- What you have to do:
Return every entry in full, with no alterations.

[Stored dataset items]
* * * * *
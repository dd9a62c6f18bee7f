use crate::core::output::ReprojectedProduct;
use crate::types::{SwathError, SwathResult, VariableArray};
use gdal::raster::Buffer;
use gdal::spatial_ref::SpatialRef;
use gdal::{Dataset, DriverManager, Metadata};
use ndarray::{ArrayView2, Axis};
use std::path::Path;

/// Output driver selection for the gridded product
#[derive(Debug, Clone)]
pub struct WriterOptions {
    /// GDAL driver name
    pub driver: String,
    /// Optional compression hint passed to the driver
    pub compression: Option<String>,
}

impl Default for WriterOptions {
    fn default() -> Self {
        Self {
            driver: "GTiff".to_string(),
            compression: None,
        }
    }
}

/// Serializes an assembled product as a single gridded raster, one band
/// per resampled plane.
pub struct GriddedWriter;

impl GriddedWriter {
    /// Write every resampled variable into one output raster.
    ///
    /// Variables skipped during resampling are never written; multi-band
    /// variables land as consecutive bands. Each band carries the variable
    /// name as its description and the variable's fill as no-data.
    pub fn write_product<P: AsRef<Path>>(
        product: &ReprojectedProduct,
        output_path: P,
        options: &WriterOptions,
    ) -> SwathResult<()> {
        log::info!(
            "Saving gridded product as {}: {}",
            options.driver,
            output_path.as_ref().display()
        );

        let mut planes: Vec<(String, ArrayView2<f64>, f64)> = Vec::new();
        for variable in product.resampled_variables() {
            match &variable.data {
                VariableArray::Plane(plane) => {
                    planes.push((variable.name.clone(), plane.view(), variable.fill_value));
                }
                VariableArray::Stack(cube) => {
                    for (band, plane) in cube.axis_iter(Axis(0)).enumerate() {
                        planes.push((
                            format!("{} (band {})", variable.name, band + 1),
                            plane,
                            variable.fill_value,
                        ));
                    }
                }
            }
        }

        if planes.is_empty() {
            return Err(SwathError::Processing(
                "no resampled variables to write".to_string(),
            ));
        }

        let driver = DriverManager::get_driver_by_name(&options.driver)?;
        let (height, width) = product.grid.shape();

        let mut dataset = driver.create_with_band_type::<f64, _>(
            output_path.as_ref(),
            width as isize,
            height as isize,
            planes.len() as isize,
        )?;

        dataset.set_geo_transform(&product.geo_transform().to_gdal())?;
        dataset.set_spatial_ref(&spatial_ref_from(&product.crs_definition)?)?;

        dataset.set_metadata_item("AREA_OR_POINT", "Area", "")?;
        dataset.set_metadata_item("PROCESSING_TIME", &product.processing_time, "")?;

        let extent = &product.grid.extent;
        dataset.set_metadata_item(
            "GRID_EXTENT",
            &format!(
                "x: [{}, {}], y: [{}, {}]",
                extent.x_min, extent.x_max, extent.y_min, extent.y_max
            ),
            "",
        )?;
        dataset.set_metadata_item(
            "GRID_RESOLUTION",
            &format!("({}, {})", product.grid.x_res, product.grid.y_res),
            "",
        )?;

        if !product.diagnostics.is_empty() {
            dataset.set_metadata_item("DIAGNOSTICS", &product.diagnostics.join("; "), "")?;
        }

        if let Some(compression) = options.compression.as_deref() {
            dataset.set_metadata_item("COMPRESS", compression, "")?;
        }

        for (index, (name, plane, fill_value)) in planes.iter().enumerate() {
            let mut rasterband = dataset.rasterband((index + 1) as isize)?;
            rasterband.set_description(name)?;
            rasterband.set_no_data_value(Some(*fill_value))?;

            let flat_data: Vec<f64> = plane.iter().cloned().collect();
            let buffer = Buffer::new((width, height), flat_data);
            rasterband.write((0, 0), (width, height), &buffer)?;
        }

        log::info!("✅ Gridded product saved successfully");
        Ok(())
    }
}

/// SpatialRef from either an `EPSG:nnnn` code or a proj definition string
fn spatial_ref_from(definition: &str) -> SwathResult<SpatialRef> {
    let trimmed = definition.trim();
    let epsg_prefixed = trimmed
        .get(..5)
        .map(|prefix| prefix.eq_ignore_ascii_case("epsg:"))
        .unwrap_or(false);

    if epsg_prefixed {
        let code: u32 = trimmed[5..].trim().parse().map_err(|_| {
            SwathError::InvalidGridSpec(format!("invalid EPSG code in '{}'", definition))
        })?;
        Ok(SpatialRef::from_epsg(code)?)
    } else {
        Ok(SpatialRef::from_proj4(trimmed)?)
    }
}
* * * * *
- Worked solution:
repository dd9a62c6f18bee7f
use crate::core::output::ReprojectedProduct;
use crate::types::{SwathError, SwathResult, VariableArray};
use gdal::raster::Buffer;
use gdal::spatial_ref::SpatialRef;
use gdal::{Dataset, DriverManager, Metadata};
use ndarray::{ArrayView2, Axis};
use std::path::Path;

/// Output driver selection for the gridded product
#[derive(Debug, Clone)]
pub struct WriterOptions {
    /// GDAL driver name
    pub driver: String,
    /// Optional compression hint passed to the driver
    pub compression: Option<String>,
}

impl Default for WriterOptions {
    fn default() -> Self {
        Self {
            driver: "GTiff".to_string(),
            compression: None,
        }
    }
}

/// Serializes an assembled product as a single gridded raster, one band
/// per resampled plane.
pub struct GriddedWriter;

impl GriddedWriter {
    /// Write every resampled variable into one output raster.
    ///
    /// Variables skipped during resampling are never written; multi-band
    /// variables land as consecutive bands. Each band carries the variable
    /// name as its description and the variable's fill as no-data.
    pub fn write_product<P: AsRef<Path>>(
        product: &ReprojectedProduct,
        output_path: P,
        options: &WriterOptions,
    ) -> SwathResult<()> {
        log::info!(
            "Saving gridded product as {}: {}",
            options.driver,
            output_path.as_ref().display()
        );

        let mut planes: Vec<(String, ArrayView2<f64>, f64)> = Vec::new();
        for variable in product.resampled_variables() {
            match &variable.data {
                VariableArray::Plane(plane) => {
                    planes.push((variable.name.clone(), plane.view(), variable.fill_value));
                }
                VariableArray::Stack(cube) => {
                    for (band, plane) in cube.axis_iter(Axis(0)).enumerate() {
                        planes.push((
                            format!("{} (band {})", variable.name, band + 1),
                            plane,
                            variable.fill_value,
                        ));
                    }
                }
            }
        }

        if planes.is_empty() {
            return Err(SwathError::Processing(
                "no resampled variables to write".to_string(),
            ));
        }

        let driver = DriverManager::get_driver_by_name(&options.driver)?;
        let (height, width) = product.grid.shape();

        let mut dataset = driver.create_with_band_type::<f64, _>(
            output_path.as_ref(),
            width as isize,
            height as isize,
            planes.len() as isize,
        )?;

        dataset.set_geo_transform(&product.geo_transform().to_gdal())?;
        dataset.set_spatial_ref(&spatial_ref_from(&product.crs_definition)?)?;

        dataset.set_metadata_item("AREA_OR_POINT", "Area", "")?;
        dataset.set_metadata_item("PROCESSING_TIME", &product.processing_time, "")?;

        let extent = &product.grid.extent;
        dataset.set_metadata_item(
            "GRID_EXTENT",
            &format!(
                "x: [{}, {}], y: [{}, {}]",
                extent.x_min, extent.x_max, extent.y_min, extent.y_max
            ),
            "",
        )?;
        dataset.set_metadata_item(
            "GRID_RESOLUTION",
            &format!("({}, {})", product.grid.x_res, product.grid.y_res),
            "",
        )?;

        if !product.diagnostics.is_empty() {
            dataset.set_metadata_item("DIAGNOSTICS", &product.diagnostics.join("; "), "")?;
        }

        if let Some(compression) = options.compression.as_deref() {
            dataset.set_metadata_item("COMPRESS", compression, "")?;
        }

        for (index, (name, plane, fill_value)) in planes.iter().enumerate() {
            let mut rasterband = dataset.rasterband((index + 1) as isize)?;
            rasterband.set_description(name)?;
            rasterband.set_no_data_value(Some(*fill_value))?;

            let flat_data: Vec<f64> = plane.iter().cloned().collect();
            let buffer = Buffer::new((width, height), flat_data);
            rasterband.write((0, 0), (width, height), &buffer)?;
        }

        log::info!("✅ Gridded product saved successfully");
        Ok(())
    }
}

/// SpatialRef from either an `EPSG:nnnn` code or a proj definition string
fn spatial_ref_from(definition: &str) -> SwathResult<SpatialRef> {
    let trimmed = definition.trim();
    let epsg_prefixed = trimmed
        .get(..5)
        .map(|prefix| prefix.eq_ignore_ascii_case("epsg:"))
        .unwrap_or(false);

    if epsg_prefixed {
        let code: u32 = trimmed[5..].trim().parse().map_err(|_| {
            SwathError::InvalidGridSpec(format!("invalid EPSG code in '{}'", definition))
        })?;
        Ok(SpatialRef::from_epsg(code)?)
    } else {
        Ok(SpatialRef::from_proj4(trimmed)?)
    }
}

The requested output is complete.